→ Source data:

::::::::::

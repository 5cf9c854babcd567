//! 话数减少（疑似被改为摘要版）时的确认流程。
//!
//! 状态转移是纯函数；输入输出全部通过 [`DecisionInput`] 注入，便于脚本化测试。

use std::io;

use tracing::{info, warn};

use super::models::{SubtitleRecord, TableOfContents};

#[derive(Debug, Clone, Copy, PartialEq, Eq)]
pub enum DigestState {
    Prompting,
    Proceed,
    Cancel,
    CancelAndFreeze,
}

impl DigestState {
    pub fn is_terminal(self) -> bool {
        self != DigestState::Prompting
    }

    /// 是否应当中止本次更新。
    pub fn blocks_update(self) -> bool {
        matches!(self, DigestState::Cancel | DigestState::CancelAndFreeze)
    }
}

#[derive(Debug, Clone, Copy, PartialEq, Eq)]
pub enum DigestChoice {
    Proceed,
    Cancel,
    CancelAndFreeze,
    ShowSynopsis,
    OpenPage,
    Invalid,
}

impl DigestChoice {
    /// 只看输入的第一个字符。
    pub fn parse(input: &str) -> Self {
        match input.chars().next() {
            Some('1') => DigestChoice::Proceed,
            Some('2') => DigestChoice::Cancel,
            Some('3') => DigestChoice::CancelAndFreeze,
            Some('4') => DigestChoice::ShowSynopsis,
            Some('5') => DigestChoice::OpenPage,
            _ => DigestChoice::Invalid,
        }
    }
}

pub fn transition(state: DigestState, choice: DigestChoice) -> DigestState {
    if state.is_terminal() {
        return state;
    }
    match choice {
        DigestChoice::Proceed => DigestState::Proceed,
        DigestChoice::Cancel => DigestState::Cancel,
        DigestChoice::CancelAndFreeze => DigestState::CancelAndFreeze,
        DigestChoice::ShowSynopsis | DigestChoice::OpenPage | DigestChoice::Invalid => {
            DigestState::Prompting
        }
    }
}

/// 摘要确认所需的交互能力。
pub trait DecisionInput {
    /// 显示标题、新旧话数与选项菜单。
    fn present_menu(&mut self, title: &str, old_count: usize, latest_count: usize);
    /// 读取一行输入；输入结束（EOF）时返回 `Ok(None)`。
    fn read_choice(&mut self) -> io::Result<Option<String>>;
    fn show_synopsis(&mut self, story: &str);
    fn open_page(&mut self, url: &str);
}

pub fn is_digest_suspected(old: &[SubtitleRecord], latest: &[SubtitleRecord]) -> bool {
    latest.len() < old.len()
}

/// 话数未减少时直接返回 `Proceed`，否则循环提示直到得到 1/2/3 之一。
/// 提示过程中输入结束按 `Cancel` 处理。
pub fn run_digest_guard<I: DecisionInput + ?Sized>(
    old: &[SubtitleRecord],
    latest: &TableOfContents,
    input: &mut I,
) -> io::Result<DigestState> {
    if !is_digest_suspected(old, &latest.subtitles) {
        return Ok(DigestState::Proceed);
    }

    let old_count = old.len();
    let latest_count = latest.subtitles.len();
    warn!(
        target: "digest",
        "《{}》更新后的话数（{}）少于已保存的话数（{}），可能已被改为摘要版",
        latest.title, latest_count, old_count
    );

    let mut state = DigestState::Prompting;
    while !state.is_terminal() {
        input.present_menu(&latest.title, old_count, latest_count);
        let Some(line) = input.read_choice()? else {
            info!(target: "digest", "输入已结束，取消更新");
            return Ok(DigestState::Cancel);
        };
        let choice = DigestChoice::parse(&line);
        match choice {
            DigestChoice::ShowSynopsis => input.show_synopsis(&latest.story),
            DigestChoice::OpenPage => input.open_page(&latest.toc_url),
            _ => {}
        }
        state = transition(state, choice);
    }
    Ok(state)
}

#[cfg(test)]
mod tests {
    use super::*;
    use std::collections::VecDeque;

    #[derive(Default)]
    struct Scripted {
        lines: VecDeque<String>,
        menus: usize,
        synopses: Vec<String>,
        opened: Vec<String>,
    }

    impl Scripted {
        fn new(lines: &[&str]) -> Self {
            Self {
                lines: lines.iter().map(|s| s.to_string()).collect(),
                ..Default::default()
            }
        }
    }

    impl DecisionInput for Scripted {
        fn present_menu(&mut self, _title: &str, _old: usize, _latest: usize) {
            self.menus += 1;
        }
        fn read_choice(&mut self) -> io::Result<Option<String>> {
            Ok(self.lines.pop_front())
        }
        fn show_synopsis(&mut self, story: &str) {
            self.synopses.push(story.to_string());
        }
        fn open_page(&mut self, url: &str) {
            self.opened.push(url.to_string());
        }
    }

    fn records(n: usize) -> Vec<SubtitleRecord> {
        (1..=n)
            .map(|i| SubtitleRecord {
                index: i.to_string(),
                subtitle: format!("第{i}話"),
                ..Default::default()
            })
            .collect()
    }

    fn toc(n: usize) -> TableOfContents {
        TableOfContents {
            title: "作品".into(),
            toc_url: "https://example.com/n0001a/".into(),
            story: "あらすじ".into(),
            subtitles: records(n),
            ..Default::default()
        }
    }

    #[test]
    fn not_triggered_when_count_does_not_shrink() {
        let mut input = Scripted::new(&[]);
        for n in [5, 6] {
            let state = run_digest_guard(&records(5), &toc(n), &mut input).unwrap();
            assert_eq!(state, DigestState::Proceed);
        }
        assert_eq!(input.menus, 0);
    }

    #[test]
    fn only_first_character_matters() {
        assert_eq!(DigestChoice::parse("1abc"), DigestChoice::Proceed);
        assert_eq!(DigestChoice::parse("2\n"), DigestChoice::Cancel);
        assert_eq!(DigestChoice::parse("35"), DigestChoice::CancelAndFreeze);
        assert_eq!(DigestChoice::parse(" 1"), DigestChoice::Invalid);
        assert_eq!(DigestChoice::parse(""), DigestChoice::Invalid);
    }

    #[test]
    fn terminal_states_are_sticky() {
        for state in [
            DigestState::Proceed,
            DigestState::Cancel,
            DigestState::CancelAndFreeze,
        ] {
            assert_eq!(transition(state, DigestChoice::Proceed), state);
        }
    }

    #[test]
    fn reprompts_until_a_terminal_choice() {
        let mut input = Scripted::new(&["x", "4", "5", "9", "3"]);
        let state = run_digest_guard(&records(5), &toc(3), &mut input).unwrap();
        assert_eq!(state, DigestState::CancelAndFreeze);
        assert!(state.blocks_update());
        assert_eq!(input.menus, 5);
        assert_eq!(input.synopses, ["あらすじ"]);
        assert_eq!(input.opened, ["https://example.com/n0001a/"]);
    }

    #[test]
    fn proceed_and_cancel() {
        let mut input = Scripted::new(&["1"]);
        let state = run_digest_guard(&records(2), &toc(1), &mut input).unwrap();
        assert_eq!(state, DigestState::Proceed);
        assert!(!state.blocks_update());

        let mut input = Scripted::new(&["2"]);
        let state = run_digest_guard(&records(2), &toc(1), &mut input).unwrap();
        assert_eq!(state, DigestState::Cancel);
    }

    #[test]
    fn end_of_input_cancels() {
        let mut input = Scripted::new(&["4"]);
        let state = run_digest_guard(&records(2), &toc(1), &mut input).unwrap();
        assert_eq!(state, DigestState::Cancel);
        assert_eq!(input.menus, 2);
    }
}
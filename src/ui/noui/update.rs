use anyhow::{Context, Result};
use tracing::{error, info};

use super::{Session, Tally};
use crate::catalog::CatalogGateway;
use crate::download::downloader::find_entry;
use crate::download::models::{SyncOptions, SyncOutcome};

/// `update` 子命令：目标为空时更新目录库中的全部作品。冻结的作品跳过。
pub fn run_update(session: &mut Session, targets: &[String], force: bool) -> Result<()> {
    let entries = if targets.is_empty() {
        session.catalog.entries().into_iter().cloned().collect()
    } else {
        let mut picked = Vec::with_capacity(targets.len());
        for target in targets {
            match find_entry(&session.registry, &session.catalog, target) {
                Some(entry) => picked.push(entry),
                None => error!(target: "cli", "{} 不在目录库中", target),
            }
        }
        picked
    };
    if entries.is_empty() {
        println!("没有可更新的作品");
        return Ok(());
    }

    let options = SyncOptions {
        force,
        from_download: false,
    };
    let mut console = session.console();
    let mut tally = Tally::default();
    let total = entries.len();

    for (i, entry) in entries.into_iter().enumerate() {
        if session.interrupt.is_set() {
            break;
        }
        if entry.frozen {
            info!(target: "cli", "ID:{} 《{}》已冻结，跳过", entry.id, entry.title);
            continue;
        }
        let located = session
            .registry
            .find_by_name(&entry.sitename)
            .and_then(|site| site.locate(&entry.toc_url).map(|loc| (site, loc)));
        let Some((site, locator)) = located else {
            error!(target: "cli", "ID:{} 找不到对应的站点定义：{}", entry.id, entry.sitename);
            tally.record(SyncOutcome::Failed);
            continue;
        };

        println!("({}/{}) ID:{}　{}", i + 1, total, entry.id, entry.title);
        let outcome = session
            .orchestrator(&mut console)
            .start_download(site, locator, options)
            .with_context(|| format!("更新 ID:{} 时出错", entry.id))?;
        tally.record(outcome);
    }

    tally.print();
    Ok(())
}

#[cfg(test)]
mod tests {
    use super::*;
    use crate::book_parser::book_manager::BookManager;
    use crate::ui::noui::test_support::{register_work, session_in};

    #[test]
    fn frozen_works_are_skipped() {
        let root = tempfile::tempdir().unwrap();
        let mut session = session_in(root.path());
        let work = register_work(&mut session, true);
        let toc_before = BookManager::new(&work).load_toc().unwrap();

        // 站点指向关闭的端口：只要发出请求就会报错。
        run_update(&mut session, &[], false).unwrap();
        run_update(&mut session, &["0".to_string()], true).unwrap();
        assert_eq!(BookManager::new(&work).load_toc().unwrap(), toc_before);
        assert!(session.catalog.get(0).unwrap().frozen);
    }

    #[test]
    fn unfrozen_works_are_synced() {
        let root = tempfile::tempdir().unwrap();
        let mut session = session_in(root.path());
        register_work(&mut session, false);

        let err = run_update(&mut session, &[], false).unwrap_err();
        assert!(format!("{err:#}").contains("ID:0"));
    }

    #[test]
    fn unknown_targets_are_ignored() {
        let root = tempfile::tempdir().unwrap();
        let mut session = session_in(root.path());
        register_work(&mut session, false);
        run_update(&mut session, &["存在しない".to_string()], false).unwrap();
    }
}
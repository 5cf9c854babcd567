//! 页面抓取：503 重试、字符集解码与重定向检测。

pub mod network;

::::::::::

→ What the exercise asks:
Copy the lines above that hold the word "subtitles".

→ Task output:
    if !is_digest_suspected(old, &latest.subtitles) {
    let latest_count = latest.subtitles.len();
            subtitles: records(n),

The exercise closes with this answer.